Friday, June 09, 2017

4 Good Reads

Calix: Telcos Need to Adopt Tactical Strategies for Strategic Broadband Goals

The internet in rich countries will be unrecognizable from the rest of the world’s in five years (all CDNs)

Pushback for high-speed fiber project in Kentucky highlights political battle over broadband

2 big deals: SYNNEX buys Westcon and Digital Realty scooped up Dupont Fabros data centers.

Thursday, June 08, 2017

Colocation Promotion in Dallas, Los Angeles

Let's not forget that with 75+ network operators, there are usually good rates available for bandwidth (especially in data centers in the US). For example, a full GIG of DIA in a data center for $300 MRC with Cogent.

Wednesday, May 24, 2017

Webinar on Marketing Tactics for Fiber Broadband

30+ Tactics for Marketing Fiber: a webinar on 6/21/17 at Noon Eastern.

This one is a little different than others I have done on the topic. This won't be strategy or marketing 101. This will be the tactics (30 of them) that are working to market fiber or gigabit broadband.

Now you can add some tools to your toolbox in order to get that take rate up!

Register NOW!

Tuesday, May 23, 2017

4 Good Lessons from 4 Reads

Google HR boss explains the only 2 ways to keep your best people from quitting:
1. The quality of the people they work with.
2. The feeling that the work they do is meaningful.

Tedious work doesn't require 100% or Imagination. Workers tune out.

Mission, Vision & Values Are Dead & Forgotten (Here's A Framework You Might Actually Remember). Purpose, Way and Impact: a three-stage rocket to clarity and growth.

Amazon did not kill the retail industry. They did it to itself with bad customer service.
Netflix did not kill Blockbuster. They did it to itself with ridiculous late fees.
Uber did not kill the taxi business. They did it to itself with limited the number of taxis and fare control.
Apple did not kill the music industry. They did it to itself by forcing people to buy full-length albums.
Airbnb did not kill the hotel industry. They did it to itself with limited availability and pricing options.
Technology by itself is not the real disruptor.
Being non-customer centric is the biggest threat to any business. [Linkedin]

Thursday, May 18, 2017

The Duolpoly Dilemma (part III)

There are about 1600 small operators in the US.

"The NTCA–The Rural Broadband Association is the premier association representing more than 800 independent, community-based telecommunications companies that are leading innovation in rural and small-town America."

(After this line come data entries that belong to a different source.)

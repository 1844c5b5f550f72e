//! Runtime-channel message types.
//!
//! Every message is a MessagePack-encoded map carrying at least `type`
//! and `id`. The same vocabulary is spoken by page routers, clipboard
//! access surfaces, and the preference CLI; the orchestrator is always
//! the other end of the channel.

use serde::{Deserialize, Serialize};

use crate::payload::ClipboardPayload;

/// Frame address within one page.
///
/// `Top` is the page's top document; nested frames get a synthetic
/// identifier assigned by the page's frame router. On the wire this is
/// a plain string (`"top"` or the synthetic id) so the two sides never
/// have to agree on anything beyond the tag.
#[derive(Debug, Clone, PartialEq, Eq, Hash, Serialize, Deserialize)]
#[serde(into = "String", from = "String")]
pub enum FrameId {
    Top,
    Nested(String),
}

impl FrameId {
    pub fn as_str(&self) -> &str {
        match self {
            FrameId::Top => "top",
            FrameId::Nested(id) => id,
        }
    }
}

impl From<FrameId> for String {
    fn from(frame: FrameId) -> String {
        frame.as_str().to_string()
    }
}

impl From<String> for FrameId {
    fn from(s: String) -> FrameId {
        if s == "top" {
            FrameId::Top
        } else {
            FrameId::Nested(s)
        }
    }
}

impl std::fmt::Display for FrameId {
    fn fmt(&self, f: &mut std::fmt::Formatter<'_>) -> std::fmt::Result {
        f.write_str(self.as_str())
    }
}

/// All runtime-channel messages.
///
/// Serialized as a tagged union on the `type` field via MessagePack.
#[derive(Debug, Clone, Serialize, Deserialize, PartialEq)]
#[serde(tag = "type")]
pub enum Message {
    // -- Handshake --
    #[serde(rename = "hello")]
    Hello { id: u32, version: u32, role: Role },

    #[serde(rename = "hello_ack")]
    HelloAck {
        id: u32,
        status: Status,
        #[serde(skip_serializing_if = "Option::is_none")]
        error: Option<String>,
    },

    // -- Session lifecycle --
    /// Page → orchestrator: start a clipboard relay session for one frame.
    #[serde(rename = "open_helper")]
    OpenHelper { id: u32, frame: FrameId },

    /// Orchestrator → page: ack of the open request. An error status
    /// carries `session_busy` when another session is already live.
    #[serde(rename = "helper_opened")]
    HelperOpened {
        id: u32,
        status: Status,
        #[serde(skip_serializing_if = "Option::is_none")]
        error: Option<String>,
    },

    /// Surface → orchestrator: the terminal result of one clipboard read.
    /// Exactly one of `payload` / `error` is set.
    #[serde(rename = "clipboard_result")]
    ClipboardResult {
        id: u32,
        #[serde(default, skip_serializing_if = "Option::is_none")]
        payload: Option<ClipboardPayload>,
        #[serde(default, skip_serializing_if = "Option::is_none")]
        error: Option<String>,
    },

    // -- Unsolicited delivery (orchestrator → page) --
    #[serde(rename = "payload_delivery")]
    PayloadDelivery {
        id: u32,
        frame: FrameId,
        payload: ClipboardPayload,
    },

    #[serde(rename = "delivery_failed")]
    DeliveryFailed {
        id: u32,
        frame: FrameId,
        reason: String,
    },

    /// Any → orchestrator: explicit early teardown of the helper surface.
    #[serde(rename = "close_helper")]
    CloseHelper { id: u32 },

    // -- Per-site preference store --
    #[serde(rename = "save_preference")]
    SavePreference { id: u32, site: String, enabled: bool },

    #[serde(rename = "get_preference")]
    GetPreference { id: u32, site: String },

    #[serde(rename = "clear_preference")]
    ClearPreference { id: u32, site: String },

    // -- Generic response --
    #[serde(rename = "response")]
    Response {
        id: u32,
        status: Status,
        #[serde(skip_serializing_if = "Option::is_none")]
        error: Option<String>,
        #[serde(default, skip_serializing_if = "Option::is_none")]
        enabled: Option<bool>,
        #[serde(default, skip_serializing_if = "Option::is_none")]
        existed: Option<bool>,
    },
}

/// Connection role declared in the handshake.
#[derive(Debug, Clone, Copy, Serialize, Deserialize, PartialEq, Eq)]
#[serde(rename_all = "lowercase")]
pub enum Role {
    /// A page's frame router.
    Page,
    /// A clipboard access surface spawned by the orchestrator.
    Surface,
    /// The preference CLI / settings popup.
    Control,
}

/// Response status.
#[derive(Debug, Clone, Copy, Serialize, Deserialize, PartialEq, Eq)]
#[serde(rename_all = "lowercase")]
pub enum Status {
    Ok,
    Error,
}

/// Protocol version.
pub const PROTOCOL_VERSION: u32 = 1;

/// Maximum frame payload size (16 MiB). Generous for data-URL-encoded
/// clipboard images.
pub const MAX_PAYLOAD_SIZE: usize = 16 * 1024 * 1024;

/// Minimal envelope for extracting `{type, id}` from unknown messages.
///
/// Fallback used when [`Message`] deserialization fails (unknown `type`
/// tag) so the orchestrator can echo the request id in its error reply.
#[derive(Debug, Deserialize)]
pub struct RawEnvelope {
    /// Consumed by serde for structural matching; not read afterwards.
    #[serde(rename = "type")]
    #[allow(dead_code)]
    pub msg_type: String,
    pub id: u32,
}

#[cfg(test)]
mod tests {
    use super::*;

    fn round_trip(msg: &Message) -> Message {
        let encoded = rmp_serde::to_vec_named(msg).unwrap();
        rmp_serde::from_slice(&encoded).unwrap()
    }

    #[test]
    fn frame_id_wire_form() {
        assert_eq!(String::from(FrameId::Top), "top");
        assert_eq!(
            String::from(FrameId::Nested("injected-frame-3".into())),
            "injected-frame-3"
        );
        assert_eq!(FrameId::from("top".to_string()), FrameId::Top);
        assert_eq!(
            FrameId::from("injected-frame-0".to_string()),
            FrameId::Nested("injected-frame-0".into())
        );
    }

    #[test]
    fn hello_round_trip() {
        let msg = Message::Hello {
            id: 0,
            version: PROTOCOL_VERSION,
            role: Role::Page,
        };
        assert_eq!(round_trip(&msg), msg);
    }

    #[test]
    fn open_helper_round_trip() {
        let msg = Message::OpenHelper {
            id: 1,
            frame: FrameId::Nested("injected-frame-2".into()),
        };
        assert_eq!(round_trip(&msg), msg);
    }

    #[test]
    fn open_helper_top_frame_round_trip() {
        let msg = Message::OpenHelper {
            id: 1,
            frame: FrameId::Top,
        };
        assert_eq!(round_trip(&msg), msg);
    }

    #[test]
    fn helper_opened_busy_round_trip() {
        let msg = Message::HelperOpened {
            id: 4,
            status: Status::Error,
            error: Some("session_busy".into()),
        };
        assert_eq!(round_trip(&msg), msg);
    }

    #[test]
    fn clipboard_result_payload_round_trip() {
        let msg = Message::ClipboardResult {
            id: 2,
            payload: Some(ClipboardPayload::from_bytes("text/plain", b"hello")),
            error: None,
        };
        assert_eq!(round_trip(&msg), msg);
    }

    #[test]
    fn clipboard_result_error_round_trip() {
        let msg = Message::ClipboardResult {
            id: 2,
            payload: None,
            error: Some("no_matching_content".into()),
        };
        assert_eq!(round_trip(&msg), msg);
    }

    #[test]
    fn payload_delivery_round_trip() {
        let msg = Message::PayloadDelivery {
            id: 0,
            frame: FrameId::Nested("injected-frame-1".into()),
            payload: ClipboardPayload::from_bytes("image/png", &[0x89, 0x50, 0x4e, 0x47]),
        };
        assert_eq!(round_trip(&msg), msg);
    }

    #[test]
    fn delivery_failed_round_trip() {
        let msg = Message::DeliveryFailed {
            id: 0,
            frame: FrameId::Top,
            reason: "helper_closed".into(),
        };
        assert_eq!(round_trip(&msg), msg);
    }

    #[test]
    fn close_helper_round_trip() {
        let msg = Message::CloseHelper { id: 7 };
        assert_eq!(round_trip(&msg), msg);
    }

    #[test]
    fn preference_messages_round_trip() {
        for msg in [
            Message::SavePreference {
                id: 1,
                site: "example.com".into(),
                enabled: false,
            },
            Message::GetPreference {
                id: 2,
                site: "example.com".into(),
            },
            Message::ClearPreference {
                id: 3,
                site: "example.com".into(),
            },
        ] {
            assert_eq!(round_trip(&msg), msg);
        }
    }

    #[test]
    fn response_round_trip() {
        let msg = Message::Response {
            id: 9,
            status: Status::Ok,
            error: None,
            enabled: Some(true),
            existed: None,
        };
        assert_eq!(round_trip(&msg), msg);
    }

    #[test]
    fn role_serialization() {
        for role in [Role::Page, Role::Surface, Role::Control] {
            let bytes = rmp_serde::to_vec_named(&role).unwrap();
            let decoded: Role = rmp_serde::from_slice(&bytes).unwrap();
            assert_eq!(decoded, role);
        }
    }

    #[test]
    fn binary_payload_survives_data_url_transport() {
        // Payload bytes travel base64-encoded inside the data URL, so
        // arbitrary binary must round-trip through the wire form.
        let content: Vec<u8> = (0..=255).collect();
        let msg = Message::ClipboardResult {
            id: 1,
            payload: Some(ClipboardPayload::from_bytes(
                "application/octet-stream",
                &content,
            )),
            error: None,
        };
        match round_trip(&msg) {
            Message::ClipboardResult {
                payload: Some(p), ..
            } => assert_eq!(p.decode().unwrap(), content),
            other => panic!("expected ClipboardResult, got {other:?}"),
        }
    }
}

"NCTC has grown to serve over 850 cable companies across the United States."

These (mostly) small companies are facing some grim future. USF Reform changed some of their economics. But trends in the telecom sector have also hit their economics.

2016 National Health Interview Survey (NHIS) indicate that 50.8% of American homes did not have a landline
telephone but did have at least one wireless telephone. [source] More than half of homes do not have a landline now. It tipped.

"Over half of U.S. cord cutters (51.8%) canceled their pay-TV service subscriptions in 2015 and 2016, according to new market research TDG (The Diffusion Group)."

"Just over 1 in 5 broadband households (22%) have no legacy pay-TV subscription, representing roughly 22 million homes, according to TDG."

“TDG observed long ago that incumbents were going to have to make a choice: either resign themselves to being a ‘dumb-pipe’ provider, or invest in using IP, change the TV experience, and become the go-to source for all things video,” he said. Comcast with Xfinity went for a better CX (customer experience). Just about everyone else buried their head in the and.

Tele-Health is a big opportunity. Huge! I tell you. Just huge. Except: "A third of senior citizens in the U.S. say they never use the internet. That's according to a new survey from Pew Research Center that looks at how digitally connected adults over 65 are. Seniors make up 15% of the U.S. population, about 46 million people.

Getting people to adopt not just Internet but broadband and the IP enabled life is a challenge.

Gigabit has reached 56M households in the US, according to Telecompetitor. There are almost 126M households in the US. That is a lot of digging, fiber strands and CAPEX! Verizon spent $1.3B on fiber to be deployed in the next 3 years.

It was expensive for telcos to get into TV just as TV declined. Whoops!

DSL can't compete against DOCSIS 3.0. Cable is winning the broadband game - at the expense of telcos, especially RLECs. Smaller MSOs were already getting cherry picked by DISH and DirecTV. They had to double down on Internet -- but at a considerable expense.

In almost every pie - TV, voice, broadband, cellular - it is saturated. The only way through is Innovation. You have to make the Customer Experience so much better.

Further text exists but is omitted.